**ABOUT THIS EXERCISE:** Lines in the listing below that contain the string "function" are to be found and copied.

**SOURCE DATA:**
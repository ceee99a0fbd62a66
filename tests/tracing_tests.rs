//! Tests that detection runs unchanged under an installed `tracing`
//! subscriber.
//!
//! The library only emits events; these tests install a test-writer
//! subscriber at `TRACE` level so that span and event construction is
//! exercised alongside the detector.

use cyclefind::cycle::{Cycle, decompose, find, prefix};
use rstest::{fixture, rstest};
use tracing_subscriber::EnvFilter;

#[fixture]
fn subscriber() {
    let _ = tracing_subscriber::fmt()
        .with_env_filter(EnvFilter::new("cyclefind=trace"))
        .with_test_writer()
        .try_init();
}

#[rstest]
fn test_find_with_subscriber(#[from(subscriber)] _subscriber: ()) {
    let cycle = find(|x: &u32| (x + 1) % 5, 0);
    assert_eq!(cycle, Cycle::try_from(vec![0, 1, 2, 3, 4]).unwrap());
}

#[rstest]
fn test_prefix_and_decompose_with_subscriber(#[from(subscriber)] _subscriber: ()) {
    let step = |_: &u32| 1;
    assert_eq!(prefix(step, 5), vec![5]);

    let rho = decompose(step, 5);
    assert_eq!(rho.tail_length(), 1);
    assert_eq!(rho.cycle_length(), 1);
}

--

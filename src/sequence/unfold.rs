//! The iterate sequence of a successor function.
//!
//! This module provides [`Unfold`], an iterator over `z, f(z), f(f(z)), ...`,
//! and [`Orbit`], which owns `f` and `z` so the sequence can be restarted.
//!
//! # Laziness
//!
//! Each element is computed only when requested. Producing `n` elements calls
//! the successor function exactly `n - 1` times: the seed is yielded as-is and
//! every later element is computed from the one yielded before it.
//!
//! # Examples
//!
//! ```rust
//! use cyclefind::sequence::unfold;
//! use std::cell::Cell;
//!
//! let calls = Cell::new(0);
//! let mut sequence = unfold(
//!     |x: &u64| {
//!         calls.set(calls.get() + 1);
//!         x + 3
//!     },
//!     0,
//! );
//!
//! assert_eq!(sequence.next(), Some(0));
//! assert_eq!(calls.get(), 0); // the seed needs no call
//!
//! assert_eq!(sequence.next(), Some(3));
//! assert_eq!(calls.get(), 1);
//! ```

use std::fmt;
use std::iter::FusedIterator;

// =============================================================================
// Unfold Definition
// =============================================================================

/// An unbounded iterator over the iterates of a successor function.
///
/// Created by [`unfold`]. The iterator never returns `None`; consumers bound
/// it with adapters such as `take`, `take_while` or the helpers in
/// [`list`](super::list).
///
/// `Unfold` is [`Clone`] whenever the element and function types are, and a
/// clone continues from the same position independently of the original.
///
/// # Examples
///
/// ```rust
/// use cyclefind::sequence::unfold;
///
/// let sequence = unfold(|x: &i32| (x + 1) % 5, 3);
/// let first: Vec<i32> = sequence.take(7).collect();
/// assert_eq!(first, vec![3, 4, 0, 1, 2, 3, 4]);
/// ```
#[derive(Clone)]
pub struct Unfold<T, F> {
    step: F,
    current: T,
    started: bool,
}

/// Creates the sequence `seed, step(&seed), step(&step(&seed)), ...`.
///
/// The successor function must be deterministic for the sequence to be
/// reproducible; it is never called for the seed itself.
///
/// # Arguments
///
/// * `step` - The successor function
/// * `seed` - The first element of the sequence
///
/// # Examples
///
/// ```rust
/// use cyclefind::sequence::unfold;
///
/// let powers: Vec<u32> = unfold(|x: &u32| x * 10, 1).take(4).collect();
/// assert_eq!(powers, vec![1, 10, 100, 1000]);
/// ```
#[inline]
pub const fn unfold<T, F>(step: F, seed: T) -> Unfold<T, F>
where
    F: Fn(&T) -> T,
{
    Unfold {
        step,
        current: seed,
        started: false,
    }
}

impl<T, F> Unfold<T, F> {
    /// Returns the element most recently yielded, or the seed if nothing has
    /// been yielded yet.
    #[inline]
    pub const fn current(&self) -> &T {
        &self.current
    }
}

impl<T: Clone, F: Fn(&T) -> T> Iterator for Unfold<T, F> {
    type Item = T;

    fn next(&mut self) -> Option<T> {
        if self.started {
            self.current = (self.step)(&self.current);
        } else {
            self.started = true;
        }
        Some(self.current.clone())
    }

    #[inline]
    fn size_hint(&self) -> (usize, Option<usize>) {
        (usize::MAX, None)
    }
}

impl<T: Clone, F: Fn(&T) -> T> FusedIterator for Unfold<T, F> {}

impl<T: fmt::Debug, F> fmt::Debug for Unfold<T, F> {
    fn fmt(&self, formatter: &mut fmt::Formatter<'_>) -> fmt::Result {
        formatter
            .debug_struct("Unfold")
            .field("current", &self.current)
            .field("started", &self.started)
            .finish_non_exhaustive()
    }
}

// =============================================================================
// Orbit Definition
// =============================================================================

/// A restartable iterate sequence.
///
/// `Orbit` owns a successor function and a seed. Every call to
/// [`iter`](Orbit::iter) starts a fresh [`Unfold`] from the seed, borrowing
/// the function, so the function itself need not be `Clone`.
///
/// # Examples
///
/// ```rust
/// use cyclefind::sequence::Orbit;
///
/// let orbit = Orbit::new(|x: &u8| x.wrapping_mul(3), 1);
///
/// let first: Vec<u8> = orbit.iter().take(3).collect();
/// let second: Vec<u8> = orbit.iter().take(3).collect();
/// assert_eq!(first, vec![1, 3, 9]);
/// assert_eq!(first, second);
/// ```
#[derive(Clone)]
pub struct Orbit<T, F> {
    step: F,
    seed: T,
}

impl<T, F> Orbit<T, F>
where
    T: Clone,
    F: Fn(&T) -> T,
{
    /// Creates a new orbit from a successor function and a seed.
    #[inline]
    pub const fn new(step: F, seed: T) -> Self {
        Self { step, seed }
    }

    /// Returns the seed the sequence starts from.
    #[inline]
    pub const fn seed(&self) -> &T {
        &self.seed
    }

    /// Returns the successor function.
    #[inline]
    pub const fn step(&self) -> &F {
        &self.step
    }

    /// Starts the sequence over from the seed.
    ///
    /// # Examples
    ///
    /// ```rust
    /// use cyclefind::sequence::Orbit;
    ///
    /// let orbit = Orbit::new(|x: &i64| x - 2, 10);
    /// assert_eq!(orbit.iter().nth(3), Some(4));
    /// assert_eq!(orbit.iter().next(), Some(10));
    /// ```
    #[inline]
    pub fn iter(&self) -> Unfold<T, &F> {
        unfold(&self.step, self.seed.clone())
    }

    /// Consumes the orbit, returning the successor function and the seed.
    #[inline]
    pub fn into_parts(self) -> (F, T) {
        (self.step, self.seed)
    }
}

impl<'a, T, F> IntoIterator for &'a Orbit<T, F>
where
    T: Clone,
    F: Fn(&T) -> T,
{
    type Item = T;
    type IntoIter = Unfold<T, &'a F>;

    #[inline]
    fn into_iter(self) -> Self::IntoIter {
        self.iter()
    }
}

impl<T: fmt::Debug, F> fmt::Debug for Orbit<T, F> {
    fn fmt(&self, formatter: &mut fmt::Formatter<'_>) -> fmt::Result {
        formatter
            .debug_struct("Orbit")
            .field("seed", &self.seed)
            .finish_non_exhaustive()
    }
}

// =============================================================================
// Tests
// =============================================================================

**ANSWER TO THIS TASK:**
//! The iterate sequence of a successor function.
//! the successor function exactly `n - 1` times: the seed is yielded as-is and
/// An unbounded iterator over the iterates of a successor function.
/// `Unfold` is [`Clone`] whenever the element and function types are, and a
/// The successor function must be deterministic for the sequence to be
/// * `step` - The successor function
/// `Orbit` owns a successor function and a seed. Every call to
/// the function, so the function itself need not be `Clone`.
    /// Creates a new orbit from a successor function and a seed.
    /// Returns the successor function.
    /// Consumes the orbit, returning the successor function and the seed.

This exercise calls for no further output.